GIVEN INFORMATION:
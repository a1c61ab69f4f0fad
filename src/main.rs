use anyhow::{Context, Result, bail};
use clap::Parser;
use indicatif::{ProgressBar, ProgressStyle};
use simplelog::{CombinedLogger, Config, LevelFilter, SharedLogger, TermLogger, WriteLogger};
use std::fs::File;
use std::io::{self, Write};
use std::path::{Path, PathBuf};
use takeoutsort::takeoutsort_core::orchestrator::RunSummary;
use takeoutsort::takeoutsort_core::resolve::days;
use takeoutsort::takeoutsort_core::{
    CancelToken, Cli, Commands, ExifToolBackend, Ledger, MetadataTool, ReorganizeOptions,
    ResolveOptions, RunOptions, ScanReport, TakeoutError, VerifyReport, exiftool_available,
    local_offset, process, reorganize, scan_folder, verify_output, worker_count,
};

const PREVIEW_LIMIT: usize = 10;

fn main() -> Result<()> {
    let cli = Cli::parse();

    // The local offset can only be read safely before other threads exist.
    local_offset();

    // Initialize loggers
    let mut loggers: Vec<Box<dyn SharedLogger>> = vec![TermLogger::new(
        LevelFilter::Warn,
        Config::default(),
        simplelog::TerminalMode::Mixed,
        simplelog::ColorChoice::Auto,
    )];

    if cli.log {
        loggers.push(WriteLogger::new(
            cli.log_level,
            Config::default(),
            File::create("takeoutsort.log")?,
        ));
    }

    CombinedLogger::init(loggers)?;

    match cli.command {
        Commands::Run {
            input_dir,
            guess_dates,
            no_guess,
            use_file_time,
            min_age_days,
            workers,
            reset,
            yes,
        } => {
            require_exiftool()?;

            let input_dir = match input_dir {
                Some(dir) => dir,
                None => prompt_input_folder()?,
            };
            let input_dir = existing_dir(&input_dir)?;

            println!("Scanning {} for photos and videos...", input_dir.display());
            let scan = scan_folder(&input_dir)?;
            if scan.is_empty() {
                println!("No media files found.");
                println!("Make sure you're pointing to a cloud photo export folder.");
                return Ok(());
            }
            print_scan_summary(&scan);

            let guess_dates = if guess_dates {
                true
            } else if no_guess || yes || scan.unpaired.is_empty() {
                false
            } else {
                println!("\n{} file(s) have no JSON metadata.", scan.unpaired.len());
                println!("Example: IMG_3689 with metadata can help date IMG_3690");
                confirm("Guess dates based on similar filenames? [y/N]: ", false)?
            };

            if !yes && !confirm("\nReady to process files. Continue? [y/N]: ", false)? {
                println!("Cancelled by user");
                return Ok(());
            }

            let options = RunOptions {
                guess_dates,
                resolve: ResolveOptions {
                    use_file_time,
                    min_age: days(min_age_days),
                },
                workers: workers.unwrap_or_else(worker_count),
                reset_ledger: reset,
            };

            let cancel = install_cancel_handler()?;
            let bar = progress_bar()?;
            let report = process::process_scan(
                &input_dir,
                &scan,
                &options,
                ExifToolBackend::new,
                &bar,
                &cancel,
            )?;

            if report.already_processed > 0 {
                println!(
                    "\nSkipped {} previously completed file(s)",
                    report.already_processed
                );
            }
            if report.index_size > 0 {
                println!("Date index: {} file(s) available for guessing", report.index_size);
            }

            if report.summary.total == 0 {
                println!("\nAll files already processed!");
                println!("To reprocess, run `takeoutsort reset {}`", input_dir.display());
            } else {
                print_run_summary(&report.summary);
                if report.ledger_cleared {
                    println!("\nProcessing complete, processing state cleared.");
                } else {
                    println!("\nProgress saved. Run again to resume where you left off.");
                }
            }
            println!("\nOutput location: {}", report.output_root.display());

            if report.summary.interrupted {
                return Err(TakeoutError::Cancelled.into());
            }
        }

        Commands::Reorganize {
            unknown_dir,
            no_file_time,
            min_age_days,
            workers,
        } => {
            require_exiftool()?;
            let unknown_dir = existing_dir(&unknown_dir)?;

            let options = ReorganizeOptions {
                use_file_time: !no_file_time,
                min_age: days(min_age_days),
                workers: workers.unwrap_or_else(worker_count),
            };
            if options.use_file_time {
                println!(
                    "Using file modification times older than {} day(s) as a fallback",
                    min_age_days
                );
            }

            let cancel = install_cancel_handler()?;
            let bar = progress_bar()?;
            let report = reorganize::run(&unknown_dir, &options, ExifToolBackend::new, &bar, &cancel)?;

            if report.summary.total == 0 {
                println!("No media files found in {}", unknown_dir.display());
                return Ok(());
            }

            print_run_summary(&report.summary);
            let moved = report.summary.succeeded - report.summary.unresolved;
            println!(
                "\n{} file(s) moved into {}",
                moved,
                report.output_root.display()
            );

            if report.summary.interrupted {
                return Err(TakeoutError::Cancelled.into());
            }
        }

        Commands::Scan { input_dir } => {
            let input_dir = existing_dir(&input_dir)?;
            let scan = scan_folder(&input_dir)?;
            if scan.is_empty() {
                println!("No media files found.");
            } else {
                print_scan_summary(&scan);
            }

            let ledger = Ledger::for_input_root(&input_dir);
            if !ledger.is_empty() {
                println!("\n{} file(s) already processed in a previous run", ledger.len());
            }
        }

        Commands::Verify { output_dir } => {
            let output_dir = existing_dir(&output_dir)?;
            println!("Verifying {}", output_dir.display());

            let mut backend = if exiftool_available() {
                Some(ExifToolBackend::new()?)
            } else {
                println!("exiftool not found, skipping the metadata check");
                None
            };

            let bar = progress_bar()?;
            let report = verify_output(
                &output_dir,
                backend.as_mut().map(|b| b as &mut dyn MetadataTool),
                &bar,
            )?;
            print_verify_summary(&report);

            if !report.is_healthy() {
                return Err(TakeoutError::CorruptOutput(report.unreadable.len()).into());
            }
        }

        Commands::Reset { input_dir } => {
            let input_dir = existing_dir(&input_dir)?;
            let mut ledger = Ledger::for_input_root(&input_dir);
            let count = ledger.len();
            ledger.reset();
            println!("Cleared processing state ({} file(s))", count);
        }
    }

    Ok(())
}

fn require_exiftool() -> Result<()> {
    if !exiftool_available() {
        eprintln!("Please install exiftool (https://exiftool.org) and make sure it is in PATH.");
        return Err(TakeoutError::ExiftoolMissing.into());
    }
    Ok(())
}

fn existing_dir(path: &Path) -> Result<PathBuf> {
    if !path.exists() {
        return Err(TakeoutError::PathNotFound(path.to_path_buf()).into());
    }
    if !path.is_dir() {
        return Err(TakeoutError::NotADirectory(path.to_path_buf()).into());
    }
    path.canonicalize()
        .with_context(|| format!("Could not resolve {}", path.display()))
}

fn prompt_input_folder() -> Result<PathBuf> {
    loop {
        print!("Enter the path to your export folder: ");
        io::stdout().flush()?;

        let mut input = String::new();
        if io::stdin().read_line(&mut input)? == 0 {
            bail!("No input folder given");
        }

        let cleaned = input.trim().trim_matches(|c| c == '"' || c == '\'');
        let path = expand_home(cleaned);
        if path.is_dir() {
            return Ok(path);
        }
        println!("Not a directory: {}", path.display());
    }
}

fn expand_home(input: &str) -> PathBuf {
    match (input.strip_prefix("~/"), std::env::var_os("HOME")) {
        (Some(rest), Some(home)) => PathBuf::from(home).join(rest),
        _ => PathBuf::from(input),
    }
}

fn confirm(question: &str, default: bool) -> Result<bool> {
    print!("{}", question);
    io::stdout().flush()?;

    let mut input = String::new();
    io::stdin().read_line(&mut input)?;

    Ok(match input.trim().to_lowercase().as_str() {
        "y" | "yes" => true,
        "n" | "no" => false,
        _ => default,
    })
}

fn install_cancel_handler() -> Result<CancelToken> {
    let cancel = CancelToken::new();
    let handler_token = cancel.clone();
    ctrlc::set_handler(move || {
        eprintln!("\nInterrupted, finishing files in progress...");
        handler_token.cancel();
    })?;
    Ok(cancel)
}

fn progress_bar() -> Result<ProgressBar> {
    let bar_style = ProgressStyle::default_bar()
        .template("{spinner:.green} [{elapsed_precise}] [{bar:40.cyan/blue}] {pos}/{len} ({eta}) {msg}")?;
    Ok(ProgressBar::new(0).with_style(bar_style))
}

fn print_scan_summary(scan: &ScanReport) {
    println!("\nFound {} media file(s)", scan.total());
    println!("  {} images, {} videos", scan.images, scan.videos);
    println!("  {} with JSON metadata", scan.paired.len());
    println!("  {} without JSON metadata", scan.unpaired.len());

    println!("\nPreview:");
    for pairing in scan.paired.iter().take(PREVIEW_LIMIT) {
        let record = pairing
            .record
            .file_name()
            .unwrap_or_default()
            .to_string_lossy();
        println!("  {}  <-  {}", pairing.media.filename(), record);
    }
    let remaining = PREVIEW_LIMIT.saturating_sub(scan.paired.len());
    for media in scan.unpaired.iter().take(remaining) {
        println!("  {}  (no metadata)", media.filename());
    }
    if scan.total() > PREVIEW_LIMIT {
        println!("  ... and {} more", scan.total() - PREVIEW_LIMIT);
    }
}

fn print_run_summary(summary: &RunSummary) {
    println!("\nProcessing Summary");
    println!("─────────────────────────────────");
    println!("Total:       {:>8}", summary.total);
    println!("Successful:  {:>8}", summary.succeeded);
    println!("Failed:      {:>8}", summary.failed);
    println!("No date:     {:>8}", summary.unresolved);
    if summary.interrupted {
        println!("Not started: {:>8}", summary.total - summary.processed());
    }
    println!("─────────────────────────────────");

    for failure in summary.failures.iter().take(PREVIEW_LIMIT) {
        println!("  ✗ {}: {}", failure.path.display(), failure.message);
    }
    if summary.failures.len() > PREVIEW_LIMIT {
        println!("  ... and {} more failures", summary.failures.len() - PREVIEW_LIMIT);
    }

    if summary.failed == 0 && !summary.interrupted {
        println!("\nAll files processed successfully!");
    } else if summary.succeeded == 0 {
        println!("\nNo files were processed successfully");
    }
}

fn print_verify_summary(report: &VerifyReport) {
    println!("\nChecked {} media file(s)", report.total);
    println!("\nVerification Results");
    println!("─────────────────────────────────");
    println!("Total:       {:>8}", report.total);
    println!("Readable:    {:>8}", report.readable);
    println!("Unreadable:  {:>8}", report.unreadable.len());
    match &report.metadata {
        Some(check) => {
            println!("With date:   {:>8}", check.with_date);
            println!("No date:     {:>8}", check.without_date.len());
        }
        None => println!("Metadata check skipped (exiftool not found)"),
    }
    println!("─────────────────────────────────");

    print_problem_files("Corrupted/unreadable files:", &report.unreadable);
    if let Some(check) = &report.metadata {
        print_problem_files("Images without DateTimeOriginal:", &check.without_date);
    }

    if report.is_clean() {
        println!("\nAll files verified successfully!");
    } else if report.is_healthy() {
        println!("\nAll files readable, but some are missing metadata");
    }
}

fn print_problem_files(title: &str, files: &[PathBuf]) {
    if files.is_empty() {
        return;
    }
    println!("\n{}", title);
    for path in files.iter().take(PREVIEW_LIMIT) {
        println!("  • {}", path.display());
    }
    if files.len() > PREVIEW_LIMIT {
        println!("  ... and {} more", files.len() - PREVIEW_LIMIT);
    }
}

PROBLEM TO SOLVE: Scan the material for the word "nAll". Return every line where it is found.

TASK RESULT:
                println!("\nAll files already processed!");
        println!("\nAll files processed successfully!");
        println!("\nAll files verified successfully!");
        println!("\nAll files readable, but some are missing metadata");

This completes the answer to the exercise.